§ WHAT TO PRODUCE:
What is the number of lines in the following data that contain "ConfigArgs"? Answer with the number alone.

§ DATA FOR THIS EXERCISE:
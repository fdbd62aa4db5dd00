//! Config command - manage configuration.

use std::fs;
use std::path::{Path, PathBuf};

use clap::{Args, Subcommand};
use console::style;

use folio_core::models::config::FolioConfig;

use super::config_file;

/// Arguments for the config command.
#[derive(Args)]
pub struct ConfigArgs {
    #[command(subcommand)]
    command: ConfigCommand,
}

#[derive(Subcommand)]
enum ConfigCommand {
    /// Show current configuration
    Show,

    /// Initialize a new configuration file
    Init(InitArgs),

    /// Get a specific configuration value
    Get {
        /// Configuration key (e.g., "classification.min_score")
        key: String,
    },

    /// Set a configuration value
    Set {
        /// Configuration key
        key: String,
        /// New value (JSON, or a plain string)
        value: String,
    },

    /// Show configuration file path
    Path,
}

#[derive(Args)]
struct InitArgs {
    /// Output path for configuration file
    #[arg(short, long)]
    output: Option<PathBuf>,

    /// Overwrite existing file
    #[arg(long)]
    force: bool,
}

pub async fn run(args: ConfigArgs, config_path: Option<&str>) -> anyhow::Result<()> {
    let path = config_file(config_path);
    match args.command {
        ConfigCommand::Show => show_config(&path),
        ConfigCommand::Init(init_args) => init_config(init_args, path),
        ConfigCommand::Get { key } => get_config(&path, &key),
        ConfigCommand::Set { key, value } => set_config(&path, &key, &value),
        ConfigCommand::Path => show_path(&path),
    }
}

fn read_or_default(path: &Path) -> anyhow::Result<FolioConfig> {
    if path.exists() {
        Ok(FolioConfig::from_file(path)?)
    } else {
        Ok(FolioConfig::default())
    }
}

fn show_config(path: &Path) -> anyhow::Result<()> {
    if !path.exists() {
        eprintln!(
            "{} No config file found, showing defaults.",
            style("ℹ").blue()
        );
    }
    let config = read_or_default(path)?;
    println!("{}", serde_json::to_string_pretty(&config)?);
    Ok(())
}

fn init_config(args: InitArgs, default_path: PathBuf) -> anyhow::Result<()> {
    let output_path = args.output.unwrap_or(default_path);

    if output_path.exists() && !args.force {
        anyhow::bail!(
            "Config file already exists at {}. Use --force to overwrite.",
            output_path.display()
        );
    }

    if let Some(parent) = output_path.parent() {
        fs::create_dir_all(parent)?;
    }

    FolioConfig::default().save(&output_path)?;

    println!(
        "{} Created configuration file at {}",
        style("✓").green(),
        output_path.display()
    );
    Ok(())
}

fn get_config(path: &Path, key: &str) -> anyhow::Result<()> {
    let json = serde_json::to_value(read_or_default(path)?)?;

    let mut current = &json;
    for part in key.split('.') {
        current = current
            .get(part)
            .ok_or_else(|| anyhow::anyhow!("Configuration key not found: {}", key))?;
    }

    println!("{}", serde_json::to_string_pretty(current)?);
    Ok(())
}

fn set_config(path: &Path, key: &str, value: &str) -> anyhow::Result<()> {
    let config = read_or_default(path)?;

    let parsed_value: serde_json::Value = serde_json::from_str(value)
        .unwrap_or_else(|_| serde_json::Value::String(value.to_string()));

    let mut json = serde_json::to_value(&config)?;
    let parts: Vec<&str> = key.split('.').collect();
    let (last, parents) = parts
        .split_last()
        .ok_or_else(|| anyhow::anyhow!("Empty configuration key"))?;

    let mut current = &mut json;
    for part in parents {
        current = current
            .get_mut(*part)
            .ok_or_else(|| anyhow::anyhow!("Configuration path not found: {}", key))?;
    }
    match current.as_object_mut() {
        Some(obj) if obj.contains_key(*last) => {
            obj.insert((*last).to_string(), parsed_value.clone());
        }
        Some(_) => anyhow::bail!("Configuration key not found: {}", key),
        None => anyhow::bail!("Cannot set value at non-object path"),
    }

    // Round-trip through the typed config so bad values are rejected
    let config: FolioConfig = serde_json::from_value(json)?;
    if let Some(parent) = path.parent() {
        fs::create_dir_all(parent)?;
    }
    config.save(path)?;

    println!(
        "{} Set {} = {}",
        style("✓").green(),
        key,
        serde_json::to_string(&parsed_value)?
    );
    Ok(())
}

fn show_path(path: &Path) -> anyhow::Result<()> {
    println!("Configuration file: {}", path.display());

    if path.exists() {
        println!("Status: {}", style("exists").green());
    } else {
        println!("Status: {}", style("not created").yellow());
        println!();
        println!("Run 'folio config init' to create a configuration file.");
    }
    Ok(())
}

§ ANSWER SPACE:
2